Task to carry out:
Transcribe the records below exactly as written, from the opening line through the line that contains "let shown = match".

*** Source material Section Begins ***

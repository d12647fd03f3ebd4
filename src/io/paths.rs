use crate::{Result, ScaffoldError};
use std::path::{Component, Path, PathBuf};

/// Well-known files inside the project being scaffolded
#[derive(Debug, Clone)]
pub struct ProjectPaths {
    /// Project root (where package.json lives)
    pub root: PathBuf,
}

impl ProjectPaths {
    pub fn new(root: impl Into<PathBuf>) -> Self {
        Self { root: root.into() }
    }

    pub fn package_json(&self) -> PathBuf {
        self.root.join("package.json")
    }

    pub fn gitignore(&self) -> PathBuf {
        self.root.join(".gitignore")
    }

    pub fn pnpm_workspace(&self) -> PathBuf {
        self.root.join("pnpm-workspace.yaml")
    }

    /// Join a planned relative path onto the root, rejecting anything that
    /// would land outside of it
    pub fn resolve(&self, relative: &Path) -> Result<PathBuf> {
        if !PathUtils::is_safe_path(relative) {
            return Err(ScaffoldError::UnsafePath(relative.to_path_buf()));
        }
        Ok(self.root.join(relative))
    }

    /// How to reach the root from `cwd`, for the `cd` hint. `None` when they
    /// are the same directory.
    pub fn relative_to(&self, cwd: &Path) -> Option<String> {
        if self.root == cwd {
            return None;
        }
        let shown = match self.root.strip_prefix(cwd) {
            Ok(rel) if rel.as_os_str().is_empty() => return None,
            Ok(rel) => rel.to_path_buf(),
            Err(_) => self.root.clone(),
        };
        Some(PathUtils::to_posix(&shown.display().to_string()))
    }
}

/// Utilities for working with paths
pub struct PathUtils;

impl PathUtils {
    /// Relative, non-empty and free of `..` components
    pub fn is_safe_path(path: &Path) -> bool {
        if path.as_os_str().is_empty() || path.is_absolute() || path.has_root() {
            return false;
        }
        path.components()
            .all(|c| matches!(c, Component::Normal(_) | Component::CurDir))
    }

    /// Forward slashes, for paths that end up in generated files and output
    pub fn to_posix(path: &str) -> String {
        path.replace('\\', "/")
    }
}

#[cfg(test)]
mod tests {
    use super::*;

    #[test]
    fn test_project_paths() {
        let paths = ProjectPaths::new("/tmp/test-project");

        assert_eq!(
            paths.package_json(),
            PathBuf::from("/tmp/test-project/package.json")
        );
        assert_eq!(
            paths.gitignore(),
            PathBuf::from("/tmp/test-project/.gitignore")
        );
    }

    #[test]
    fn test_path_utils_safety() {
        assert!(PathUtils::is_safe_path(Path::new("safe/path/file.txt")));
        assert!(PathUtils::is_safe_path(Path::new("./tests")));
        assert!(!PathUtils::is_safe_path(Path::new("../../../etc/passwd")));
        assert!(!PathUtils::is_safe_path(Path::new("safe/../unsafe/file.txt")));
        assert!(!PathUtils::is_safe_path(Path::new("")));
        assert!(!PathUtils::is_safe_path(Path::new("/etc/passwd")));
    }

    #[test]
    fn test_resolve_rejects_escape() {
        let paths = ProjectPaths::new("/tmp/project");
        assert!(paths.resolve(Path::new("tests/example.spec.ts")).is_ok());
        assert!(matches!(
            paths.resolve(Path::new("../outside.ts")),
            Err(ScaffoldError::UnsafePath(_))
        ));
    }

    #[test]
    fn test_relative_to_cwd() {
        let paths = ProjectPaths::new("/work/my-app");
        assert_eq!(paths.relative_to(Path::new("/work/my-app")), None);
        assert_eq!(
            paths.relative_to(Path::new("/work")),
            Some("my-app".to_string())
        );
        assert_eq!(
            paths.relative_to(Path::new("/elsewhere")),
            Some("/work/my-app".to_string())
        );
    }

    #[test]
    fn test_to_posix() {
        assert_eq!(PathUtils::to_posix("tests\\e2e"), "tests/e2e");
    }
}
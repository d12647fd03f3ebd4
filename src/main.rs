use anyhow::Context;
use clap::Parser;
use std::process::ExitCode;
use tracing::{debug, error};
use tracing_subscriber::EnvFilter;

use create_playwright::cli::{Cli, LogLevel};
use create_playwright::prompt::TerminalPrompt;
use create_playwright::runner::ProcessRunner;
use create_playwright::Generator;

/// RUST_LOG wins over --log-level when set
fn initialize_tracing(log_level: LogLevel) {
    let filter = EnvFilter::try_from_default_env()
        .unwrap_or_else(|_| EnvFilter::new(log_level.to_filter_directive()));

    // stdout carries the scaffold's own output
    tracing_subscriber::fmt()
        .with_env_filter(filter)
        .with_target(false)
        .with_writer(std::io::stderr)
        .init();
}

async fn run(cli: Cli) -> anyhow::Result<()> {
    let cwd = std::env::current_dir().context("Failed to read the current directory")?;
    let generator = Generator::new(cli, cwd);
    debug!(root = %generator.root().display(), "Starting scaffold");

    let mut prompt = TerminalPrompt::stdio();
    generator
        .run(&mut prompt, &ProcessRunner)
        .await
        .with_context(|| format!("Failed to set up Playwright in {}", generator.root().display()))?;
    Ok(())
}

#[tokio::main(flavor = "current_thread")]
async fn main() -> ExitCode {
    let cli = Cli::parse();
    initialize_tracing(cli.log_level);

    match run(cli).await {
        Ok(()) => ExitCode::SUCCESS,
        Err(e) => {
            error!("{e:#}");
            eprintln!("Error: {e:#}");
            ExitCode::from(1)
        }
    }
}
//! Turns answers into the files to write and the commands to run

use serde_json::Value;
use std::collections::{BTreeMap, HashMap};
use std::fs;
use std::path::{Path, PathBuf};
use tracing::{debug, warn};

use crate::cli::Cli;
use crate::io::{PathUtils, ProjectPaths};
use crate::options::{Browser, Framework, Language, PromptOptions};
use crate::package_manager::PackageManager;
use crate::template::{self, execute_template, SectionMode};
use crate::{Result, ScaffoldError};

/// Which npm dist-tag of Playwright to install
#[derive(Debug, Clone, Copy, Default, PartialEq, Eq)]
pub enum ReleaseChannel {
    #[default]
    Latest,
    Next,
    Beta,
}

impl ReleaseChannel {
    pub fn tag(self) -> &'static str {
        match self {
            ReleaseChannel::Latest => "latest",
            ReleaseChannel::Next => "next",
            ReleaseChannel::Beta => "beta",
        }
    }
}

/// Everything about the run that does not come from the answers
#[derive(Debug, Clone)]
pub struct ScaffoldContext {
    pub root: PathBuf,
    /// Browsers to enable; empty means all of them
    pub browsers: Vec<Browser>,
    pub examples: bool,
    pub component_testing: bool,
    pub channel: ReleaseChannel,
    pub has_package_json: bool,
    /// package.json declares `"type": "module"`
    pub is_esm: bool,
}

impl ScaffoldContext {
    pub fn new(root: &Path, cli: &Cli) -> Result<Self> {
        let package_json = ProjectPaths::new(root).package_json();
        let has_package_json = package_json.exists();
        let is_esm = if has_package_json {
            let manifest: Value = serde_json::from_str(&fs::read_to_string(&package_json)?)?;
            manifest.get("type").and_then(Value::as_str) == Some("module")
        } else {
            false
        };

        let channel = if cli.next {
            ReleaseChannel::Next
        } else if cli.beta {
            ReleaseChannel::Beta
        } else {
            ReleaseChannel::Latest
        };

        Ok(Self {
            root: root.to_path_buf(),
            browsers: cli.browsers.clone(),
            examples: !cli.no_examples,
            component_testing: cli.ct,
            channel,
            has_package_json,
            is_esm,
        })
    }

    /// Browsers in canonical order, defaulting to all
    pub fn selected_browsers(&self) -> Vec<Browser> {
        Browser::ALL
            .into_iter()
            .filter(|b| self.browsers.is_empty() || self.browsers.contains(b))
            .collect()
    }
}

/// A file the scaffold writes
#[derive(Debug, Clone, PartialEq, Eq)]
pub struct PlannedFile {
    /// Relative to the project root
    pub path: PathBuf,
    pub contents: String,
    /// Shown in the closing guidance
    pub description: Option<&'static str>,
}

/// A labelled command the scaffold runs
#[derive(Debug, Clone, PartialEq, Eq)]
pub struct CommandStep {
    pub name: String,
    pub argv: Vec<String>,
}

impl CommandStep {
    pub fn new(name: impl Into<String>, argv: Vec<String>) -> Self {
        Self {
            name: name.into(),
            argv,
        }
    }

    pub fn display(&self) -> String {
        shell_words::join(&self.argv)
    }
}

#[derive(Debug, Clone, Default, PartialEq, Eq)]
pub struct ScaffoldPlan {
    pub files: Vec<PlannedFile>,
    pub commands: Vec<CommandStep>,
}

impl ScaffoldPlan {
    fn add_file(
        &mut self,
        path: impl Into<PathBuf>,
        contents: String,
        description: Option<&'static str>,
    ) -> Result<()> {
        let path = path.into();
        if !PathUtils::is_safe_path(&path) {
            return Err(ScaffoldError::UnsafePath(path));
        }
        self.files.push(PlannedFile {
            path,
            contents,
            description,
        });
        Ok(())
    }
}

/// File name of the config the scaffold writes, e.g. `playwright.config.ts`
pub fn config_file_name(ctx: &ScaffoldContext, language: Language) -> String {
    let stem = if ctx.component_testing {
        "playwright-ct.config"
    } else {
        "playwright.config"
    };
    format!("{}.{}", stem, language.extension())
}

/// Compute what to write and what to run. Does not touch the disk.
pub fn build_plan(
    ctx: &ScaffoldContext,
    options: &PromptOptions,
    pm: &dyn PackageManager,
) -> Result<ScaffoldPlan> {
    let framework: Option<Framework> = match (ctx.component_testing, options.framework) {
        (false, Some(_)) => {
            warn!("Ignoring framework answer without --ct");
            None
        }
        (false, None) => None,
        (true, Some(framework)) => Some(framework),
        (true, None) => {
            return Err(ScaffoldError::InvalidOptions(
                "component testing needs a framework".to_string(),
            ))
        }
    };

    let language = options.language;
    let ext = language.extension();
    let test_dir = options.normalized_test_dir();
    let sections = sections_for(ctx);

    let mut vars: BTreeMap<&str, String> = BTreeMap::new();
    vars.insert("testDir", test_dir.clone());
    vars.insert("extension", ext.to_string());
    if let Some(framework) = framework {
        vars.insert("ctPackageName", framework.ct_package());
    }

    let mut plan = ScaffoldPlan::default();

    let config_template = match (framework.is_some(), language) {
        (false, Language::TypeScript) => template::PLAYWRIGHT_CONFIG_TS,
        (false, Language::JavaScript) => template::PLAYWRIGHT_CONFIG_JS,
        (true, Language::TypeScript) => template::PLAYWRIGHT_CT_CONFIG_TS,
        (true, Language::JavaScript) => template::PLAYWRIGHT_CT_CONFIG_JS,
    };
    plan.add_file(
        config_file_name(ctx, language),
        execute_template(config_template, &vars, &sections)?,
        Some("Playwright Test configuration"),
    )?;

    if framework.is_some() {
        plan.add_file(
            "playwright/index.html",
            execute_template(template::CT_INDEX_HTML, &vars, &sections)?,
            Some("Component testing page"),
        )?;
        let index = match language {
            Language::TypeScript => template::CT_INDEX_TS,
            Language::JavaScript => template::CT_INDEX_JS,
        };
        plan.add_file(
            format!("playwright/index.{ext}"),
            execute_template(index, &vars, &sections)?,
            Some("Component testing setup (styles, themes)"),
        )?;
    } else if ctx.examples {
        let (example, demo) = match language {
            Language::TypeScript => (template::EXAMPLE_SPEC_TS, template::DEMO_TODO_APP_SPEC_TS),
            Language::JavaScript => (template::EXAMPLE_SPEC_JS, template::DEMO_TODO_APP_SPEC_JS),
        };
        plan.add_file(
            format!("{test_dir}/example.spec.{ext}"),
            execute_template(example, &vars, &sections)?,
            Some("Example end-to-end test"),
        )?;
        plan.add_file(
            format!("tests-examples/demo-todo-app.spec.{ext}"),
            execute_template(demo, &vars, &sections)?,
            Some("Demo Todo App end-to-end tests"),
        )?;
    }

    if options.install_github_actions {
        let mut gha_vars = vars.clone();
        gha_vars.insert("ciCommand", pm.ci());
        gha_vars.insert(
            "installBrowsersCommand",
            shell_words::join(pm.npx("playwright", &["install", "--with-deps"])),
        );
        gha_vars.insert("runTestsCommand", shell_words::join(pm.run_playwright_test(&[])));
        plan.add_file(
            ".github/workflows/playwright.yml",
            execute_template(template::GITHUB_ACTIONS_WORKFLOW, &gha_vars, &sections)?,
            Some("GitHub Actions workflow"),
        )?;
    }

    if !ctx.has_package_json {
        plan.commands
            .push(CommandStep::new(format!("Initializing {} project", pm.name()), pm.init()));
    }

    let tag = ctx.channel.tag();
    plan.commands.push(CommandStep::new(
        "Installing Playwright Test",
        pm.install_dev_dependency(&format!("@playwright/test@{tag}")),
    ));

    if let Some(framework) = framework {
        plan.commands.push(CommandStep::new(
            "Installing Playwright Component Testing",
            pm.install_dev_dependency(&format!("{}@{tag}", framework.ct_package())),
        ));
    }

    if language == Language::TypeScript {
        plan.commands.push(CommandStep::new(
            "Installing Types",
            pm.install_dev_dependency("@types/node"),
        ));
    }

    if options.install_playwright_browsers {
        let mut args = vec!["install"];
        if options.install_playwright_dependencies {
            args.push("--with-deps");
        }
        let selected = ctx.selected_browsers();
        if selected.len() < Browser::ALL.len() {
            args.extend(selected.iter().map(|b| b.name()));
        }
        plan.commands
            .push(CommandStep::new("Downloading browsers", pm.npx("playwright", &args)));
    } else if options.install_playwright_dependencies {
        plan.commands.push(CommandStep::new(
            "Installing system dependencies",
            pm.npx("playwright", &["install-deps"]),
        ));
    }

    debug!(
        files = plan.files.len(),
        commands = plan.commands.len(),
        "Built scaffold plan"
    );
    Ok(plan)
}

fn sections_for(ctx: &ScaffoldContext) -> HashMap<&'static str, SectionMode> {
    let selected = ctx.selected_browsers();
    let mut sections = HashMap::new();
    for browser in Browser::ALL {
        let mode = if selected.contains(&browser) {
            SectionMode::Show
        } else {
            SectionMode::Comment
        };
        sections.insert(browser.name(), mode);
    }
    let (esm, commonjs) = if ctx.is_esm {
        (SectionMode::Show, SectionMode::Hide)
    } else {
        (SectionMode::Hide, SectionMode::Show)
    };
    sections.insert("esm", esm);
    sections.insert("commonjs", commonjs);
    sections
}
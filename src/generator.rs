//! The scaffold flow: answers, plan, files, .gitignore, commands, package.json, guidance

use std::fs;
use std::path::{Path, PathBuf};
use tracing::{debug, info};

use crate::cli::Cli;
use crate::io::{update_gitignore, write_files, ProjectPaths};
use crate::options::PromptOptions;
use crate::package_json::patch_package_json;
use crate::package_manager::{determine_package_manager, PackageManager};
use crate::plan::{build_plan, config_file_name, PlannedFile, ScaffoldContext};
use crate::prompt::Prompt;
use crate::runner::CommandRunner;
use crate::Result;

/// What a finished run produced
#[derive(Debug, Clone)]
pub struct RunSummary {
    pub options: PromptOptions,
    pub written: Vec<PathBuf>,
    pub commands: Vec<String>,
    pub guidance: String,
}

pub struct Generator {
    root: PathBuf,
    cwd: PathBuf,
    cli: Cli,
}

impl Generator {
    /// `cwd` is only used to phrase the `cd` hint
    pub fn new(cli: Cli, cwd: PathBuf) -> Self {
        let root = match &cli.root_dir {
            Some(dir) if dir.is_absolute() => dir.clone(),
            Some(dir) => cwd.join(dir),
            None => cwd.clone(),
        };
        Self { root, cwd, cli }
    }

    pub fn root(&self) -> &Path {
        &self.root
    }

    pub async fn run(
        &self,
        prompt: &mut dyn Prompt,
        runner: &dyn CommandRunner,
    ) -> Result<RunSummary> {
        fs::create_dir_all(&self.root)?;
        info!("Scaffolding Playwright project in {}", self.root.display());

        let (options, interactive) = match PromptOptions::from_env()? {
            Some(options) => (options, false),
            None if self.cli.quiet => (PromptOptions::defaults(&self.root, &self.cli), false),
            None => (PromptOptions::ask(prompt, &self.root, &self.cli)?, true),
        };
        debug!(?options, interactive, "Collected answers");

        let ctx = ScaffoldContext::new(&self.root, &self.cli)?;
        let pm = determine_package_manager(&self.root);
        let plan = build_plan(&ctx, &options, pm.as_ref())?;

        println!();
        let written = write_files(
            &self.root,
            &plan.files,
            if interactive { Some(prompt) } else { None },
        )?;

        if update_gitignore(&self.root)? {
            println!("Updating .gitignore.");
        }

        let mut commands = Vec::with_capacity(plan.commands.len());
        for step in &plan.commands {
            let rendered = step.display();
            println!("{} ({rendered})…", step.name);
            runner.run(step, &self.root).await?;
            commands.push(rendered);
        }

        let ct_config = ctx
            .component_testing
            .then(|| config_file_name(&ctx, options.language));
        patch_package_json(&self.root, ct_config.as_deref())?;
        println!("Updating package.json scripts.");

        let written_files: Vec<&PlannedFile> = plan
            .files
            .iter()
            .filter(|f| written.contains(&f.path))
            .collect();
        let guidance = self.guidance(&ctx, pm.as_ref(), &written_files);
        print!("{guidance}");

        Ok(RunSummary {
            options,
            written,
            commands,
            guidance,
        })
    }

    fn guidance(
        &self,
        ctx: &ScaffoldContext,
        pm: &dyn PackageManager,
        files: &[&PlannedFile],
    ) -> String {
        // Script runs need `--` so the package manager passes flags through
        let (test, pass) = if ctx.component_testing {
            (shell_words::join(pm.run("test-ct")), " --")
        } else {
            (shell_words::join(pm.run_playwright_test(&[])), "")
        };

        let mut lines = vec![
            String::new(),
            format!(
                "✔ Success! Created a Playwright Test project at {}",
                self.root.display()
            ),
            String::new(),
            "Inside that directory, you can run several commands:".to_string(),
            String::new(),
        ];

        let mut entries = Vec::new();
        if ctx.component_testing {
            entries.push((test.clone(), "Runs the component tests."));
        } else {
            entries.push((test.clone(), "Runs the end-to-end tests."));
            entries.push((format!("{test} --ui"), "Starts the interactive UI mode."));
        }
        entries.push((
            format!("{test}{pass} --project=chromium"),
            "Runs the tests only on Desktop Chrome.",
        ));
        entries.push((format!("{test}{pass} example"), "Runs the tests in a specific file."));
        entries.push((format!("{test}{pass} --debug"), "Runs the tests in debug mode."));
        if !ctx.component_testing {
            entries.push((
                shell_words::join(pm.npx("playwright", &["codegen"])),
                "Auto generate tests with Codegen.",
            ));
        }
        for (command, help) in entries {
            lines.push(format!("  {command}"));
            lines.push(format!("    {help}"));
            lines.push(String::new());
        }

        lines.push("We suggest that you begin by typing:".to_string());
        lines.push(String::new());
        if let Some(dir) = ProjectPaths::new(&self.root).relative_to(&self.cwd) {
            lines.push(format!("    cd {dir}"));
        }
        lines.push(format!("    {test}"));
        lines.push(String::new());

        let described: Vec<(&PlannedFile, &str)> = files
            .iter()
            .filter_map(|f| f.description.map(|d| (*f, d)))
            .collect();
        if !described.is_empty() {
            lines.push("And check out the following files:".to_string());
            for (file, description) in described {
                lines.push(format!("  - ./{} - {description}", file.path.display()));
            }
            lines.push(String::new());
        }

        lines.push("Visit https://playwright.dev/docs/intro for more information. ✨".to_string());
        lines.push(String::new());
        lines.push("Happy hacking! 🎭".to_string());

        let mut out = lines.join("\n");
        out.push('\n');
        out
    }
}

*** Source material Section Ends ***

Output for this task:
repository d12647fd03f3ebd4
filename src/io/paths.rs
use crate::{Result, ScaffoldError};
use std::path::{Component, Path, PathBuf};

/// Well-known files inside the project being scaffolded
#[derive(Debug, Clone)]
pub struct ProjectPaths {
    /// Project root (where package.json lives)
    pub root: PathBuf,
}

impl ProjectPaths {
    pub fn new(root: impl Into<PathBuf>) -> Self {
        Self { root: root.into() }
    }

    pub fn package_json(&self) -> PathBuf {
        self.root.join("package.json")
    }

    pub fn gitignore(&self) -> PathBuf {
        self.root.join(".gitignore")
    }

    pub fn pnpm_workspace(&self) -> PathBuf {
        self.root.join("pnpm-workspace.yaml")
    }

    /// Join a planned relative path onto the root, rejecting anything that
    /// would land outside of it
    pub fn resolve(&self, relative: &Path) -> Result<PathBuf> {
        if !PathUtils::is_safe_path(relative) {
            return Err(ScaffoldError::UnsafePath(relative.to_path_buf()));
        }
        Ok(self.root.join(relative))
    }

    /// How to reach the root from `cwd`, for the `cd` hint. `None` when they
    /// are the same directory.
    pub fn relative_to(&self, cwd: &Path) -> Option<String> {
        if self.root == cwd {
            return None;
        }
        let shown = match self.root.strip_prefix(cwd) {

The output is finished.